> [YOUR INSTRUCTIONS]: Please find the lines in the following records that hold "moved", and copy them.

----- DATA RECORDS -----

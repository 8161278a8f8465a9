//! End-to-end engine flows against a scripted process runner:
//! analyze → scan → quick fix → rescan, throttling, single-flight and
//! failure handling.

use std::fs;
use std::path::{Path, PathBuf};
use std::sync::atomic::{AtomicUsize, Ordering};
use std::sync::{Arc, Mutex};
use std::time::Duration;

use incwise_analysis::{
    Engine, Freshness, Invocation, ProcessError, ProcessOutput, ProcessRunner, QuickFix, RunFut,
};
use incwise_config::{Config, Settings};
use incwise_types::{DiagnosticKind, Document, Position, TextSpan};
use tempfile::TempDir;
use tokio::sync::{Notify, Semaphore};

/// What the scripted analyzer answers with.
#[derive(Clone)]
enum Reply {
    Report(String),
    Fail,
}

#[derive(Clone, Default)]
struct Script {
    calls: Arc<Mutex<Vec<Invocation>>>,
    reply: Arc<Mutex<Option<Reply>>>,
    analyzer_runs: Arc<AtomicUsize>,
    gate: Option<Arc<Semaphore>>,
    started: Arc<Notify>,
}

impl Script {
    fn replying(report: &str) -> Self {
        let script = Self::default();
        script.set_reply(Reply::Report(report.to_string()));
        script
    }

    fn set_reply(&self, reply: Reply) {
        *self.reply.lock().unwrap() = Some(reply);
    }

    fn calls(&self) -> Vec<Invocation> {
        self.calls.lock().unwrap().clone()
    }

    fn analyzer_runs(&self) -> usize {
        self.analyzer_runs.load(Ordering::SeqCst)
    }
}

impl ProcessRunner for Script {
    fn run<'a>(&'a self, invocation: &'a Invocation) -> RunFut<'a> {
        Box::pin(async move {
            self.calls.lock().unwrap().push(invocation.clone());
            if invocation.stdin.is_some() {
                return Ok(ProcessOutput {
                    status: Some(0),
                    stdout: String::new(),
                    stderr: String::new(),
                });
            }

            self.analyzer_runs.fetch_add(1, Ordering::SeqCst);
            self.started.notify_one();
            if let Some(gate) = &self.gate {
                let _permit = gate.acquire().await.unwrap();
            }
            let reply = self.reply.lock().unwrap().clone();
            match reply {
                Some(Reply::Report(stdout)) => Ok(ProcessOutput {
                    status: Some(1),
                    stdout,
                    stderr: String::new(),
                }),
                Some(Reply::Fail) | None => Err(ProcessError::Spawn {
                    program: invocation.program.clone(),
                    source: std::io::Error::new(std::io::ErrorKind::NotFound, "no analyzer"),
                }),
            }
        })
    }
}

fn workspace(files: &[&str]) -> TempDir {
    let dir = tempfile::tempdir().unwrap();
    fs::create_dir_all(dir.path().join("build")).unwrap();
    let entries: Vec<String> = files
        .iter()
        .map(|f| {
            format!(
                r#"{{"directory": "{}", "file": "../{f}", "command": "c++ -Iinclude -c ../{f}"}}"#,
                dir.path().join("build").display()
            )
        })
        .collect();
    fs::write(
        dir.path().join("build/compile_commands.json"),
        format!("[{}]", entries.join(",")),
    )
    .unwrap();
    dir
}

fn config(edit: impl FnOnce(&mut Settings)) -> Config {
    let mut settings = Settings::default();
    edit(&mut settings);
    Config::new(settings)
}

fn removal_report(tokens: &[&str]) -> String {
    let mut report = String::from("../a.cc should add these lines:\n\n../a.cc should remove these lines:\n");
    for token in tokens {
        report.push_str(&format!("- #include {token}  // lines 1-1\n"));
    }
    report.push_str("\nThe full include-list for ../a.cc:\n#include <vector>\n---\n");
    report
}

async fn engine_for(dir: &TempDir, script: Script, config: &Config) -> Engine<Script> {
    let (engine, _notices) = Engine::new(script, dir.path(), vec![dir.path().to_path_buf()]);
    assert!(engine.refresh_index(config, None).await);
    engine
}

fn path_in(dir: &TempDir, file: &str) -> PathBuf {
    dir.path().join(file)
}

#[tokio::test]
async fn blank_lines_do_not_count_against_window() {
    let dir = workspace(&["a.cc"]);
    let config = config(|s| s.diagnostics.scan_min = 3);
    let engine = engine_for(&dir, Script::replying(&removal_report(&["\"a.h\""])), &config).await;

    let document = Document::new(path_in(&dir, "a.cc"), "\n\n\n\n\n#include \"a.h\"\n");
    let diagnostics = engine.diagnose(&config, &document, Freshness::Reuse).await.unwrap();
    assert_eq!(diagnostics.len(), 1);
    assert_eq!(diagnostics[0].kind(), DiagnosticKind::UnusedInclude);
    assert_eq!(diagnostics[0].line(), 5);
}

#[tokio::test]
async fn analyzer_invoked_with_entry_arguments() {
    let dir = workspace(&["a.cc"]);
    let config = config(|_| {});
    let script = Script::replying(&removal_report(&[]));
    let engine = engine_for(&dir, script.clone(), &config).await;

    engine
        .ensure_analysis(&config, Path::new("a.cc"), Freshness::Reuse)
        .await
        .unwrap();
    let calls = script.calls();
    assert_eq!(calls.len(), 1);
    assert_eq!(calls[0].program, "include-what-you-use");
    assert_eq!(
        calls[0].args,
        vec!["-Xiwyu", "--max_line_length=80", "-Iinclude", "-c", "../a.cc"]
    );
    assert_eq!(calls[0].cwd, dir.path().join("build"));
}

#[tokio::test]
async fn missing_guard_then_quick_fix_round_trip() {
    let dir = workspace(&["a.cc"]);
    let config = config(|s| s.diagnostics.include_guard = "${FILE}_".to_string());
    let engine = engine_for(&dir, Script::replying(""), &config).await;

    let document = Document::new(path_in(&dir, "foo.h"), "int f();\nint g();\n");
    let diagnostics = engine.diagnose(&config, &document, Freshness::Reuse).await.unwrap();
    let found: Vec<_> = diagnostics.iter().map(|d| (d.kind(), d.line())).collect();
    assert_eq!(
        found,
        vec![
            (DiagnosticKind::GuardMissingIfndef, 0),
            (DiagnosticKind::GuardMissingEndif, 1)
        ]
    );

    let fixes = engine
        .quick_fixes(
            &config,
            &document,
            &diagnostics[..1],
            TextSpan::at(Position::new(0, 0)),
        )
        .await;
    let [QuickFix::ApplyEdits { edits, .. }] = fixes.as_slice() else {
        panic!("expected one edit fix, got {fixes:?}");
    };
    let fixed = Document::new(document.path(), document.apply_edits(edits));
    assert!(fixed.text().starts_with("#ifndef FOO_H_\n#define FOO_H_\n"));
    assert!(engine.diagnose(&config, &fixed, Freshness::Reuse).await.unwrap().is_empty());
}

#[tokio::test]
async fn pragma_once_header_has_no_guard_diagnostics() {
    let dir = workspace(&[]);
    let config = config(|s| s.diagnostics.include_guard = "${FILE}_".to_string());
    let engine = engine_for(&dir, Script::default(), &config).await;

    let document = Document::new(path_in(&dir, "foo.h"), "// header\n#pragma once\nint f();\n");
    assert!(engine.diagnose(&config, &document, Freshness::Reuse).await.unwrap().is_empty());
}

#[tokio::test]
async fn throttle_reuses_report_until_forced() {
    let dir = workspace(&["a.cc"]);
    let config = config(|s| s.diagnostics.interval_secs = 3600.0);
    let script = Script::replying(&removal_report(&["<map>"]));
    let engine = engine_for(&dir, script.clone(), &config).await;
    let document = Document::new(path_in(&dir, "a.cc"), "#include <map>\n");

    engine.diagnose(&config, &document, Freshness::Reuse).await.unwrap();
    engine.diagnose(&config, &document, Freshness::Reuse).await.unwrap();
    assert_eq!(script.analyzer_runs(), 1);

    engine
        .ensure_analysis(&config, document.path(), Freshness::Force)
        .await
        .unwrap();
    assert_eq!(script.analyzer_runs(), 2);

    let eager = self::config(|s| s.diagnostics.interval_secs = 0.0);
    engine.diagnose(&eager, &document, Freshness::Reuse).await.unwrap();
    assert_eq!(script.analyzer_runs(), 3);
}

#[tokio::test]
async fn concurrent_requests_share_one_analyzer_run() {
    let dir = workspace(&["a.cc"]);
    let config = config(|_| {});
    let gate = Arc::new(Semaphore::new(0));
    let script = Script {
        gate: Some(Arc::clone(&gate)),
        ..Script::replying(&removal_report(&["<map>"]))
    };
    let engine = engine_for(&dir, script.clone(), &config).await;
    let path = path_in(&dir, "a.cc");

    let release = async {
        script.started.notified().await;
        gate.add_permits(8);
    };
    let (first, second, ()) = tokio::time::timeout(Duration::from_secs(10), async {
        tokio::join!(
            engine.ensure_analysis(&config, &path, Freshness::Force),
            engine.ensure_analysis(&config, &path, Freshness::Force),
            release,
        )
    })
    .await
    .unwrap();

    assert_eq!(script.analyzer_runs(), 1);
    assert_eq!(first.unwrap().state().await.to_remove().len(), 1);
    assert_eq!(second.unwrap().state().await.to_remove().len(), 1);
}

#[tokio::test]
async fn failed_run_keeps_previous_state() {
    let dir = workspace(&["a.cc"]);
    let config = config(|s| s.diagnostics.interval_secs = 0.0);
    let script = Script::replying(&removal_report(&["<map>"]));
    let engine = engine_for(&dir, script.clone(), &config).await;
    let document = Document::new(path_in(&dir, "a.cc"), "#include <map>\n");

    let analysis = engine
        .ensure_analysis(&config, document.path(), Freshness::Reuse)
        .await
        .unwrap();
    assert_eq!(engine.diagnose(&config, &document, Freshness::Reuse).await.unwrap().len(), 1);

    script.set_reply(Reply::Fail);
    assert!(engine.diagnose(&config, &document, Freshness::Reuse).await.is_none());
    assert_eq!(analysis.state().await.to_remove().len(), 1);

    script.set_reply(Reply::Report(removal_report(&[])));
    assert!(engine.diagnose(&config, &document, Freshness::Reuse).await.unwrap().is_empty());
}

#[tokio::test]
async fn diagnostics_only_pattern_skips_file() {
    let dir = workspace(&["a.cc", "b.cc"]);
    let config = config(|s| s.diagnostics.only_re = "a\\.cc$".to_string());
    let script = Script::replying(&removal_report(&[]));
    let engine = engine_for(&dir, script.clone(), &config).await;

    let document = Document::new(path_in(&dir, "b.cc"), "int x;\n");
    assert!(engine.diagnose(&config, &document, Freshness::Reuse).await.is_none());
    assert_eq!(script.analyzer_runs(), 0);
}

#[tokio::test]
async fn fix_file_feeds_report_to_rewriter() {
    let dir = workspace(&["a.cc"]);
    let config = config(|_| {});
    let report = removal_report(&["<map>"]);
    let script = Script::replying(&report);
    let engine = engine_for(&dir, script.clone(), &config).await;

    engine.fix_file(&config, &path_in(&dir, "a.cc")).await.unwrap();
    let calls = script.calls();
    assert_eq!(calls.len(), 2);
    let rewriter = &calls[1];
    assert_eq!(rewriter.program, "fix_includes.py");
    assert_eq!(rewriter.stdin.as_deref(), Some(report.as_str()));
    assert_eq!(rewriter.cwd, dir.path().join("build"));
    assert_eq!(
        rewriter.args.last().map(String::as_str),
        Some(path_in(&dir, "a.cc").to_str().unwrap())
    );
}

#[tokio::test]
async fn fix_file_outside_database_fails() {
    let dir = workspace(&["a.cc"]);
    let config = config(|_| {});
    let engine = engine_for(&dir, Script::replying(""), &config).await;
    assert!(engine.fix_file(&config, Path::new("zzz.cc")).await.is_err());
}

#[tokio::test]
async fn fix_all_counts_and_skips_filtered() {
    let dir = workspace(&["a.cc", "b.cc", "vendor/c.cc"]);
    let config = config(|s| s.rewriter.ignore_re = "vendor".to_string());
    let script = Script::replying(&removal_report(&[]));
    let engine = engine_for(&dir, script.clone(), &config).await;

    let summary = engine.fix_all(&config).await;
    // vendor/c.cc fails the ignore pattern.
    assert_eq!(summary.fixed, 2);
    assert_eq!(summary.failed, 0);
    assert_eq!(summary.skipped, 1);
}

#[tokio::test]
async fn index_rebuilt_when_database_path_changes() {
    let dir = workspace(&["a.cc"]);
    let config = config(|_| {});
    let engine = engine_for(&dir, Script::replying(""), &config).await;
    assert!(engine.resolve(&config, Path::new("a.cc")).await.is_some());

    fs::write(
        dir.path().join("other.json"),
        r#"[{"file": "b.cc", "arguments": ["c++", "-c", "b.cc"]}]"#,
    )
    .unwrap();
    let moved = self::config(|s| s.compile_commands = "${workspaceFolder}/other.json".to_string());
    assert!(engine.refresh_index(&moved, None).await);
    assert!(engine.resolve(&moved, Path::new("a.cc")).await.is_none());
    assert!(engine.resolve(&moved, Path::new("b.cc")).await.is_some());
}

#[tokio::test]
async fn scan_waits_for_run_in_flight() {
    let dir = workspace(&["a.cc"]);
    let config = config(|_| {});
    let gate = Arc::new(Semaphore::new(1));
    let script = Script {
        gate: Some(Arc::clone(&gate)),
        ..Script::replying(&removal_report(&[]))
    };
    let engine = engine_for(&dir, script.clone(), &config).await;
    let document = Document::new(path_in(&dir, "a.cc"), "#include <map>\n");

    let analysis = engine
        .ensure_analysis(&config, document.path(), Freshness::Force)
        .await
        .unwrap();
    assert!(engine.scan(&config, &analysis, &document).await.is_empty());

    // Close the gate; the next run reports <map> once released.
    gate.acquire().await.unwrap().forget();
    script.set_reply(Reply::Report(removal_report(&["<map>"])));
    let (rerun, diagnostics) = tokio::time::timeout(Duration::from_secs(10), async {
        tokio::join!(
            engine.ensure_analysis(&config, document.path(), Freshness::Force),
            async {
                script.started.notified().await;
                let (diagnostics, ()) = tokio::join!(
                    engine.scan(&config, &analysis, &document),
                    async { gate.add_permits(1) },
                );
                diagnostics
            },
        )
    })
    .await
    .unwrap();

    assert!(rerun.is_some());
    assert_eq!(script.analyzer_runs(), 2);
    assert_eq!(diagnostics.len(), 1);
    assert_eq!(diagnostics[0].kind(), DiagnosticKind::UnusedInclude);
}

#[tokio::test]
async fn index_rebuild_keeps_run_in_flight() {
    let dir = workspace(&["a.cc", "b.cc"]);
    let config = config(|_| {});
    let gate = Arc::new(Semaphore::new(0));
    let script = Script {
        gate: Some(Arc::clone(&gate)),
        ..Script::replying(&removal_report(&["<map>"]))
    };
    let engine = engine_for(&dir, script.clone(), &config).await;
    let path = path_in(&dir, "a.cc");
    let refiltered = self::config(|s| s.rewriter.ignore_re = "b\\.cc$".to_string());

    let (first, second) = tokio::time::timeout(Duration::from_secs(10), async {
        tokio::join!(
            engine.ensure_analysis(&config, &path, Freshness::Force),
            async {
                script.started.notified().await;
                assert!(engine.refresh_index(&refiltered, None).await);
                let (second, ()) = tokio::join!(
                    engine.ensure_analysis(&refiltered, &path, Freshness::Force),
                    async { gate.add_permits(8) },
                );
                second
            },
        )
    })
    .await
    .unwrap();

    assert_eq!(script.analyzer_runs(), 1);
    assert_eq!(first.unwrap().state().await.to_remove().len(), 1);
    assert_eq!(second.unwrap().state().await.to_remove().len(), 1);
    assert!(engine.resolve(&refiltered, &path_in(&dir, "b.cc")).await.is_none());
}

-----
----- DATA RECORDS -----

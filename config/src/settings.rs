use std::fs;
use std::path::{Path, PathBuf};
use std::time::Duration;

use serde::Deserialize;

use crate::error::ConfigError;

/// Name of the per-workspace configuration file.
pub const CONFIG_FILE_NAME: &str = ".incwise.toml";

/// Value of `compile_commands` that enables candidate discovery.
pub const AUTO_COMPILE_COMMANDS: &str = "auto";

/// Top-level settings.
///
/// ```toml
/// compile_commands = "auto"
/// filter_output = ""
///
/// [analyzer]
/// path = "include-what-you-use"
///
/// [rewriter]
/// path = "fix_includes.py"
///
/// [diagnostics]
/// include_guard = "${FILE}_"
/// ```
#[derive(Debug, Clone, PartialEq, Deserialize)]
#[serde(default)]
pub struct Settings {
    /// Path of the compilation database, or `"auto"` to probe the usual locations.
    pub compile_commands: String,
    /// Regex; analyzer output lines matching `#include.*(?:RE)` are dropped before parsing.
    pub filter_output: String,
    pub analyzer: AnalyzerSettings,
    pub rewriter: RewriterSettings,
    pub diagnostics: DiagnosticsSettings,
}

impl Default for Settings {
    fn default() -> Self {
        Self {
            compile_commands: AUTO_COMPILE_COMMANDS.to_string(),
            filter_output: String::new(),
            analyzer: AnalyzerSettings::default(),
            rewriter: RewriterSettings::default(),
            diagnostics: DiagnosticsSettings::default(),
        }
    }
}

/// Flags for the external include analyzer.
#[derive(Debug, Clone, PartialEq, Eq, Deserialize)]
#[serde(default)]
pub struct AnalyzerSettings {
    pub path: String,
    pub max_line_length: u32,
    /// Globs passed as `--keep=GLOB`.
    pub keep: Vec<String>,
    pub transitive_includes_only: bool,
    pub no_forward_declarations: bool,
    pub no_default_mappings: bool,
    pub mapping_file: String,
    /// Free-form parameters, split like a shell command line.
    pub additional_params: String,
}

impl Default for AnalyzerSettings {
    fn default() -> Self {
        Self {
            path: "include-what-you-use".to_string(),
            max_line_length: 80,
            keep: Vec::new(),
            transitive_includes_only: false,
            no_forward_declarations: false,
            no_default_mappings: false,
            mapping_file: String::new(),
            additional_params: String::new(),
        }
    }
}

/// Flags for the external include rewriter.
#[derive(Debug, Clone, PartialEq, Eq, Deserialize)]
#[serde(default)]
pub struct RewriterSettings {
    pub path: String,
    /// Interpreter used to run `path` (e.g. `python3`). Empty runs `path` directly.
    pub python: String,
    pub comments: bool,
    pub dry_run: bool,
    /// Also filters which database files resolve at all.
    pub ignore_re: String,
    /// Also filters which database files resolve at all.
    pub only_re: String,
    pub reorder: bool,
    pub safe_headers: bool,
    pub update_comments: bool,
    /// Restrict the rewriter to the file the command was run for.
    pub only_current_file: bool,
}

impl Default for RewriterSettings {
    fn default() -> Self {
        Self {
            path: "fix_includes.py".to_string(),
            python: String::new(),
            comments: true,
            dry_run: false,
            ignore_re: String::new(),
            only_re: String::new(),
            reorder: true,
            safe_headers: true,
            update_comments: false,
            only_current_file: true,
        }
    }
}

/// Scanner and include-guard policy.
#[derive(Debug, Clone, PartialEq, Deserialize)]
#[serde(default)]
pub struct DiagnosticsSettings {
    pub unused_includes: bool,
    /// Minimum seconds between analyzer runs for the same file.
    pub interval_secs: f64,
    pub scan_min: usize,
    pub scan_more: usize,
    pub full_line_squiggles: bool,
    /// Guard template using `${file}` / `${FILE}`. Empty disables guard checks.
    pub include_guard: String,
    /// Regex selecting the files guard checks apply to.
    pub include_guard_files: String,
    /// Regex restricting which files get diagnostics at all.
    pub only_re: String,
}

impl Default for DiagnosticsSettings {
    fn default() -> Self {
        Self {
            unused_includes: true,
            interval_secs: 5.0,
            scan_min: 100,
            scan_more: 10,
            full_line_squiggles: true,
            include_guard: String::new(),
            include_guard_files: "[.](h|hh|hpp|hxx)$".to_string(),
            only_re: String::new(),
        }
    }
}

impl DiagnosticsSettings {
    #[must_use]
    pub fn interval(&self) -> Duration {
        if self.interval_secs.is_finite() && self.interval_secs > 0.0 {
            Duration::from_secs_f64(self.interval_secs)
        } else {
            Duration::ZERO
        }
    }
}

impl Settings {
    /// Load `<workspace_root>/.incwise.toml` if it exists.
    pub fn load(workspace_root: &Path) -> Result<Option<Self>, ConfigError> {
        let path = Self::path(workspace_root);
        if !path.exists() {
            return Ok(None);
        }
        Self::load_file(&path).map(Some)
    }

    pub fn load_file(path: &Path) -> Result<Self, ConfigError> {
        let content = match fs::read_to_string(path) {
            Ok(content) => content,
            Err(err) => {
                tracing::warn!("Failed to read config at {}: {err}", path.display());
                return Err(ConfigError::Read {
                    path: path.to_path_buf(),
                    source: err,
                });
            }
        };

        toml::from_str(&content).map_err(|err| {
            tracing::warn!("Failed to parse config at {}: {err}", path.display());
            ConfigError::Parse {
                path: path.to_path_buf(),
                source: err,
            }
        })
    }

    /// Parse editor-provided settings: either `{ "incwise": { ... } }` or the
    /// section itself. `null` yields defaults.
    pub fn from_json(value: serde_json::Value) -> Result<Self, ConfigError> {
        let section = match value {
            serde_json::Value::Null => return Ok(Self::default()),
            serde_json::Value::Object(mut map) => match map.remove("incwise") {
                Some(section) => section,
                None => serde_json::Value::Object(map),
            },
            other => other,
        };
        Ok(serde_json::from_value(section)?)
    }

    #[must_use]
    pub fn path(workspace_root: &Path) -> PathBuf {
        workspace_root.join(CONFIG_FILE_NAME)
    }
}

-----
----- DATA RECORDS -----

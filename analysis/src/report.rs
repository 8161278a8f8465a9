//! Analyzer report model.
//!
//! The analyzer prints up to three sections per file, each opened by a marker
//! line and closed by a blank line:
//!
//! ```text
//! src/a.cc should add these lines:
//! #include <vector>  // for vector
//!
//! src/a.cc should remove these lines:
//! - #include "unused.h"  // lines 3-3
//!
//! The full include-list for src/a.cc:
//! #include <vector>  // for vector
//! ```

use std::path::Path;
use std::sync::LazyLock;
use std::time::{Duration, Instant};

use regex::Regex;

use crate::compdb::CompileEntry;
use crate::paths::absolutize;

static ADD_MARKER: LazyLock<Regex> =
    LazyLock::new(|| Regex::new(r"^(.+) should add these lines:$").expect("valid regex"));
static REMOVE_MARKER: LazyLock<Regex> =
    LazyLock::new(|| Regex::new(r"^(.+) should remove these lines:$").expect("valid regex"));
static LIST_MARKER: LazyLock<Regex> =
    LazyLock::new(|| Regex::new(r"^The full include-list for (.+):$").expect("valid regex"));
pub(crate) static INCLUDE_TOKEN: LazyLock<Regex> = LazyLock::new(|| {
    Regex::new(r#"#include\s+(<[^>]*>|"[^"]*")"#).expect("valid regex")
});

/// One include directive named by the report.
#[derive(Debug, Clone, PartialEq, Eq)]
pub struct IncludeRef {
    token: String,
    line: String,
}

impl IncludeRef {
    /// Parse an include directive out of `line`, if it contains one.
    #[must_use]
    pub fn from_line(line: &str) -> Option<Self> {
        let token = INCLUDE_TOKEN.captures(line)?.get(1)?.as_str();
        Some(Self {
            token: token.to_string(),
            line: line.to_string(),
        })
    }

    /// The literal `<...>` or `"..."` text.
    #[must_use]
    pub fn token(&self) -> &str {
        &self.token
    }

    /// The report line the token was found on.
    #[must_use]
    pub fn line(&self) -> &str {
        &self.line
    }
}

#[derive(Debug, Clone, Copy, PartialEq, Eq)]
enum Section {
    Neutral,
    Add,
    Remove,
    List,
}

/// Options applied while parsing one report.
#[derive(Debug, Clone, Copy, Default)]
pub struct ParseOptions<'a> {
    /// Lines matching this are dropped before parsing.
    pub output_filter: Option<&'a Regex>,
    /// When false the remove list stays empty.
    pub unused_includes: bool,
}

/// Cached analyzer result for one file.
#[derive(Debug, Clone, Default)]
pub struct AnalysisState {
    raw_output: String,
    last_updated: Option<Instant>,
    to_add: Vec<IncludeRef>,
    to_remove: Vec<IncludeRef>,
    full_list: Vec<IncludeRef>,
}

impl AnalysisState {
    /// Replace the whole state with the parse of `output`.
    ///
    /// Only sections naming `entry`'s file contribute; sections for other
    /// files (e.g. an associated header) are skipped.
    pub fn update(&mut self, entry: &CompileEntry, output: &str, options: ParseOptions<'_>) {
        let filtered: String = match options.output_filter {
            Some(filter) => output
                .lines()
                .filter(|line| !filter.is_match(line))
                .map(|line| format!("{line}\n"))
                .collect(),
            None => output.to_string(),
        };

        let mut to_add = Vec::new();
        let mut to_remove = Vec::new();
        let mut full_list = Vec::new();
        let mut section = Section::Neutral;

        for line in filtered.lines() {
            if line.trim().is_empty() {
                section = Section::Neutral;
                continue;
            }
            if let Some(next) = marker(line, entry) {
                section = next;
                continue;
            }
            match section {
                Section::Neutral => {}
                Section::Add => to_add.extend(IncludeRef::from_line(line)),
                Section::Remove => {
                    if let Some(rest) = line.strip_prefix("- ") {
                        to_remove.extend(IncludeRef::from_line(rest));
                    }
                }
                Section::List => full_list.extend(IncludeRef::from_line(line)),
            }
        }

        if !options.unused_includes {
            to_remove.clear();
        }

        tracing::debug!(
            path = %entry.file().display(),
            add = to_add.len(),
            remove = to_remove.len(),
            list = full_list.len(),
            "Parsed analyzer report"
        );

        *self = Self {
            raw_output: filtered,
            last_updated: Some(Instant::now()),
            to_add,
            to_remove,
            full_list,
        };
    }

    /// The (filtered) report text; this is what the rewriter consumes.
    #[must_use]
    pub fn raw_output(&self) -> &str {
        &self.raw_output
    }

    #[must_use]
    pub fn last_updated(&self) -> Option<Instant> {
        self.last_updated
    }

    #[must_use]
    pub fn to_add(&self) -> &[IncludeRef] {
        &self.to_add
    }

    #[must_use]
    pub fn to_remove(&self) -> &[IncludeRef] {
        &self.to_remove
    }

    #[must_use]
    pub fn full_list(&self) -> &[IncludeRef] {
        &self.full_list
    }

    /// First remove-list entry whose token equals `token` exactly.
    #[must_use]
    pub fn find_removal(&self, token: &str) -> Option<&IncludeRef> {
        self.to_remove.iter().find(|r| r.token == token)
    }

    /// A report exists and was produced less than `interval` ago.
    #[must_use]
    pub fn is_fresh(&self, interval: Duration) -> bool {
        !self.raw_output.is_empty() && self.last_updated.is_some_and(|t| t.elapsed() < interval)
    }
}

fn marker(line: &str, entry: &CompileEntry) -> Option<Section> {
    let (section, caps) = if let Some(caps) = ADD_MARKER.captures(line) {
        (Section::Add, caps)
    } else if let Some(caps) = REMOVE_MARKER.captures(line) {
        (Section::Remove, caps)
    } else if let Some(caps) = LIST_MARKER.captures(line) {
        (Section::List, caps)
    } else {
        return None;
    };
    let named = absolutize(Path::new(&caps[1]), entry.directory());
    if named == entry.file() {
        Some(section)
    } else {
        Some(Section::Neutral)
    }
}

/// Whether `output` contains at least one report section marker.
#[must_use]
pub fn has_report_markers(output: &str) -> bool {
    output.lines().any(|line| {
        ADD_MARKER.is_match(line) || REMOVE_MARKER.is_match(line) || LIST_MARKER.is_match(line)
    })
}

-----

> [TASK OUTPUT]:
    let moved = self::config(|s| s.compile_commands = "${workspaceFolder}/other.json".to_string());
    assert!(engine.refresh_index(&moved, None).await);
    assert!(engine.resolve(&moved, Path::new("a.cc")).await.is_none());
    assert!(engine.resolve(&moved, Path::new("b.cc")).await.is_some());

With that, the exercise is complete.